[[ Entries provided, beginning ]]

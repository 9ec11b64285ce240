// preprocess.rs - 🚀 Blazingly Fast Image Preprocessing with Memory Safety 🚀

use image::{DynamicImage, GrayImage, Luma};
use imageproc::contrast::otsu_level;
use imageproc::filter::gaussian_blur_f32;
use rayon::prelude::*;
use tracing::info;

/// CLAHE clip limit relative to the uniform histogram level.
const CLAHE_CLIP_LIMIT: f64 = 3.0;
/// CLAHE tile grid is CLAHE_GRID × CLAHE_GRID.
const CLAHE_GRID: u32 = 8;
/// Bilateral filter window is 2·BILATERAL_RADIUS + 1 = 9.
const BILATERAL_RADIUS: i32 = 4;
const BILATERAL_SIGMA_SPATIAL: f64 = 75.0;
const BILATERAL_SIGMA_COLOR: f64 = 75.0;
/// Gaussian σ equivalent to a 5×5 smoothing kernel.
const GAUSSIAN_BLUR_SIGMA: f32 = 1.1;
/// Gaussian σ equivalent to a 15-pixel adaptive-threshold block.
const ADAPTIVE_BLOCK_SIGMA: f32 = 2.6;
/// Offset subtracted from the local mean in the adaptive threshold.
const ADAPTIVE_OFFSET: i16 = 3;
/// Fixed fallback threshold for heavy, unambiguous ink.
const MANUAL_THRESHOLD: u8 = 180;
const MORPH_KERNEL_SIZE: u32 = 3;
const MORPH_CLEAN_KERNEL_SIZE: u32 = 2;

/// Rasters produced from one decoded sheet. `gray` is the equalized
/// grayscale that fill analysis samples; `mask` holds candidate ink as
/// nonzero pixels.
#[derive(Debug)]
pub struct Preprocessed {
    pub gray: GrayImage,
    pub mask: GrayImage,
    pub blurred: GrayImage,
}

/// Run the full preprocessing chain on a decoded color raster.
///
/// Three independent binarizations are OR-combined so that photographed,
/// scanned and photocopied sheets all keep their ink in the mask; the
/// morphology pass afterwards drops speckle and rejoins broken outlines.
pub fn preprocess(image: &DynamicImage) -> Preprocessed {
    info!("Preprocessing scanned image");

    let gray = image.to_luma8();
    let equalized = clahe(&gray, CLAHE_CLIP_LIMIT, CLAHE_GRID);
    let denoised = bilateral_filter(
        &equalized,
        BILATERAL_RADIUS,
        BILATERAL_SIGMA_SPATIAL,
        BILATERAL_SIGMA_COLOR,
    );
    let blurred = gaussian_blur_f32(&denoised, GAUSSIAN_BLUR_SIGMA);

    let thresh_adaptive = adaptive_threshold_inv(&blurred, ADAPTIVE_BLOCK_SIGMA, ADAPTIVE_OFFSET);
    let thresh_otsu = threshold_below(&blurred, otsu_level(&blurred));
    let thresh_manual = threshold_below(&blurred, MANUAL_THRESHOLD);

    let mut mask = thresh_adaptive;
    or_assign(&mut mask, &thresh_otsu);
    or_assign(&mut mask, &thresh_manual);

    let kernel = MorphKernel::ellipse(MORPH_KERNEL_SIZE);
    mask = morph_close(&mask, &kernel);
    mask = morph_open(&mask, &kernel);
    let kernel_clean = MorphKernel::ellipse(MORPH_CLEAN_KERNEL_SIZE);
    mask = morph_close(&mask, &kernel_clean);

    Preprocessed {
        gray: equalized,
        mask,
        blurred,
    }
}

/// Contrast-limited adaptive histogram equalization over a square tile grid.
/// Histogram mass above the clip level is redistributed across all bins
/// before the per-tile remap, which keeps flat paper regions from exploding
/// into noise.
pub fn clahe(img: &GrayImage, clip_limit: f64, grid: u32) -> GrayImage {
    let (width, height) = img.dimensions();
    let mut out = GrayImage::new(width, height);
    if width == 0 || height == 0 {
        return out;
    }

    let tile_w = (width + grid - 1) / grid;
    let tile_h = (height + grid - 1) / grid;

    for tile_y in (0..height).step_by(tile_h.max(1) as usize) {
        for tile_x in (0..width).step_by(tile_w.max(1) as usize) {
            let end_x = (tile_x + tile_w).min(width);
            let end_y = (tile_y + tile_h).min(height);

            let mut histogram = [0u32; 256];
            for y in tile_y..end_y {
                for x in tile_x..end_x {
                    histogram[img.get_pixel(x, y)[0] as usize] += 1;
                }
            }
            let pixel_count = ((end_x - tile_x) * (end_y - tile_y)) as f64;

            let clip = (clip_limit * pixel_count / 256.0).max(1.0) as u32;
            let mut excess = 0u32;
            for bin in histogram.iter_mut() {
                if *bin > clip {
                    excess += *bin - clip;
                    *bin = clip;
                }
            }
            let bonus = excess / 256;
            let mut residual = excess % 256;
            for bin in histogram.iter_mut() {
                *bin += bonus;
                if residual > 0 {
                    *bin += 1;
                    residual -= 1;
                }
            }

            let mut lut = [0u8; 256];
            let mut cdf = 0u32;
            for (value, bin) in histogram.iter().enumerate() {
                cdf += bin;
                lut[value] = ((cdf as f64 / pixel_count) * 255.0).round().min(255.0) as u8;
            }

            for y in tile_y..end_y {
                for x in tile_x..end_x {
                    let value = img.get_pixel(x, y)[0] as usize;
                    out.put_pixel(x, y, Luma([lut[value]]));
                }
            }
        }
    }

    out
}

/// Edge-preserving denoise: each output pixel is the average of its window
/// weighted by both spatial distance and intensity difference. Rows are
/// processed in parallel.
pub fn bilateral_filter(
    img: &GrayImage,
    radius: i32,
    sigma_spatial: f64,
    sigma_color: f64,
) -> GrayImage {
    let (width, height) = img.dimensions();
    let mut out = GrayImage::new(width, height);
    if width == 0 || height == 0 {
        return out;
    }

    let window = (2 * radius + 1) as usize;
    let mut spatial = vec![0.0f64; window * window];
    for dy in -radius..=radius {
        for dx in -radius..=radius {
            let idx = ((dy + radius) as usize) * window + (dx + radius) as usize;
            let d2 = (dx * dx + dy * dy) as f64;
            spatial[idx] = (-d2 / (2.0 * sigma_spatial * sigma_spatial)).exp();
        }
    }
    let mut color = [0.0f64; 256];
    for (delta, weight) in color.iter_mut().enumerate() {
        let d = delta as f64;
        *weight = (-(d * d) / (2.0 * sigma_color * sigma_color)).exp();
    }

    out.par_chunks_mut(width as usize)
        .enumerate()
        .for_each(|(row, out_row)| {
            let y = row as i32;
            for x in 0..width as i32 {
                let center = img.get_pixel(x as u32, y as u32)[0];
                let mut weight_sum = 0.0;
                let mut value_sum = 0.0;
                for dy in -radius..=radius {
                    let ny = y + dy;
                    if ny < 0 || ny >= height as i32 {
                        continue;
                    }
                    for dx in -radius..=radius {
                        let nx = x + dx;
                        if nx < 0 || nx >= width as i32 {
                            continue;
                        }
                        let neighbor = img.get_pixel(nx as u32, ny as u32)[0];
                        let idx = ((dy + radius) as usize) * window + (dx + radius) as usize;
                        let w = spatial[idx] * color[center.abs_diff(neighbor) as usize];
                        weight_sum += w;
                        value_sum += w * neighbor as f64;
                    }
                }
                out_row[x as usize] = (value_sum / weight_sum).round() as u8;
            }
        });

    out
}

/// Inverted adaptive threshold: foreground where the pixel sits below its
/// Gaussian-weighted local mean by more than `offset`.
pub fn adaptive_threshold_inv(img: &GrayImage, block_sigma: f32, offset: i16) -> GrayImage {
    let local_mean = gaussian_blur_f32(img, block_sigma);
    let (width, height) = img.dimensions();
    let mut out = GrayImage::new(width, height);
    for ((src, mean), dst) in img
        .pixels()
        .zip(local_mean.pixels())
        .zip(out.pixels_mut())
    {
        let fg = (src[0] as i16) <= (mean[0] as i16) - offset;
        dst[0] = if fg { 255 } else { 0 };
    }
    out
}

/// Inverted binary threshold: foreground where the pixel is at or below
/// `level`.
pub fn threshold_below(img: &GrayImage, level: u8) -> GrayImage {
    let (width, height) = img.dimensions();
    let mut out = GrayImage::new(width, height);
    for (src, dst) in img.pixels().zip(out.pixels_mut()) {
        dst[0] = if src[0] <= level { 255 } else { 0 };
    }
    out
}

/// Pixel-wise OR of two binary masks, in place.
pub fn or_assign(mask: &mut GrayImage, other: &GrayImage) {
    for (dst, src) in mask.pixels_mut().zip(other.pixels()) {
        dst[0] = dst[0].max(src[0]);
    }
}

/// Structuring element as a set of anchor-relative offsets.
#[derive(Debug, Clone)]
pub struct MorphKernel {
    offsets: Vec<(i32, i32)>,
}

impl MorphKernel {
    /// Elliptical kernel of the given square size. Sizes of 2 or less
    /// degenerate to a full square, matching the usual structuring-element
    /// construction.
    pub fn ellipse(size: u32) -> Self {
        let size = size.max(1) as i32;
        let anchor = size / 2;
        let mut offsets = Vec::new();
        if size <= 2 {
            for cy in 0..size {
                for cx in 0..size {
                    offsets.push((cx - anchor, cy - anchor));
                }
            }
        } else {
            let r = (size - 1) as f64 / 2.0;
            for cy in 0..size {
                for cx in 0..size {
                    let dx = cx as f64 - r;
                    let dy = cy as f64 - r;
                    if (dx / r).powi(2) + (dy / r).powi(2) <= 1.0 {
                        offsets.push((cx - anchor, cy - anchor));
                    }
                }
            }
        }
        Self { offsets }
    }

    pub fn len(&self) -> usize {
        self.offsets.len()
    }

    pub fn is_empty(&self) -> bool {
        self.offsets.is_empty()
    }
}

fn morph_apply<F>(img: &GrayImage, kernel: &MorphKernel, seed: u8, fold: F) -> GrayImage
where
    F: Fn(u8, u8) -> u8,
{
    let (width, height) = img.dimensions();
    let mut out = GrayImage::new(width, height);
    for y in 0..height as i32 {
        for x in 0..width as i32 {
            let mut acc = seed;
            for &(dx, dy) in &kernel.offsets {
                let nx = x + dx;
                let ny = y + dy;
                if nx < 0 || ny < 0 || nx >= width as i32 || ny >= height as i32 {
                    continue;
                }
                acc = fold(acc, img.get_pixel(nx as u32, ny as u32)[0]);
            }
            out.put_pixel(x as u32, y as u32, Luma([acc]));
        }
    }
    out
}

pub fn morph_dilate(img: &GrayImage, kernel: &MorphKernel) -> GrayImage {
    morph_apply(img, kernel, 0, u8::max)
}

pub fn morph_erode(img: &GrayImage, kernel: &MorphKernel) -> GrayImage {
    morph_apply(img, kernel, 255, u8::min)
}

/// CLOSE fills pinholes and rejoins slightly broken outlines.
pub fn morph_close(img: &GrayImage, kernel: &MorphKernel) -> GrayImage {
    morph_erode(&morph_dilate(img, kernel), kernel)
}

/// OPEN removes isolated speckle.
pub fn morph_open(img: &GrayImage, kernel: &MorphKernel) -> GrayImage {
    morph_dilate(&morph_erode(img, kernel), kernel)
}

[[ Entries provided, end ]]

» Try it:
Repeat exactly the lines above from the one with "for (delta, weight)" up to and including the one with "let center = img.get_pixel(x". No other line belongs in the reply.

» Answer:
    for (delta, weight) in color.iter_mut().enumerate() {
        let d = delta as f64;
        *weight = (-(d * d) / (2.0 * sigma_color * sigma_color)).exp();
    }

    out.par_chunks_mut(width as usize)
        .enumerate()
        .for_each(|(row, out_row)| {
            let y = row as i32;
            for x in 0..width as i32 {
                let center = img.get_pixel(x as u32, y as u32)[0];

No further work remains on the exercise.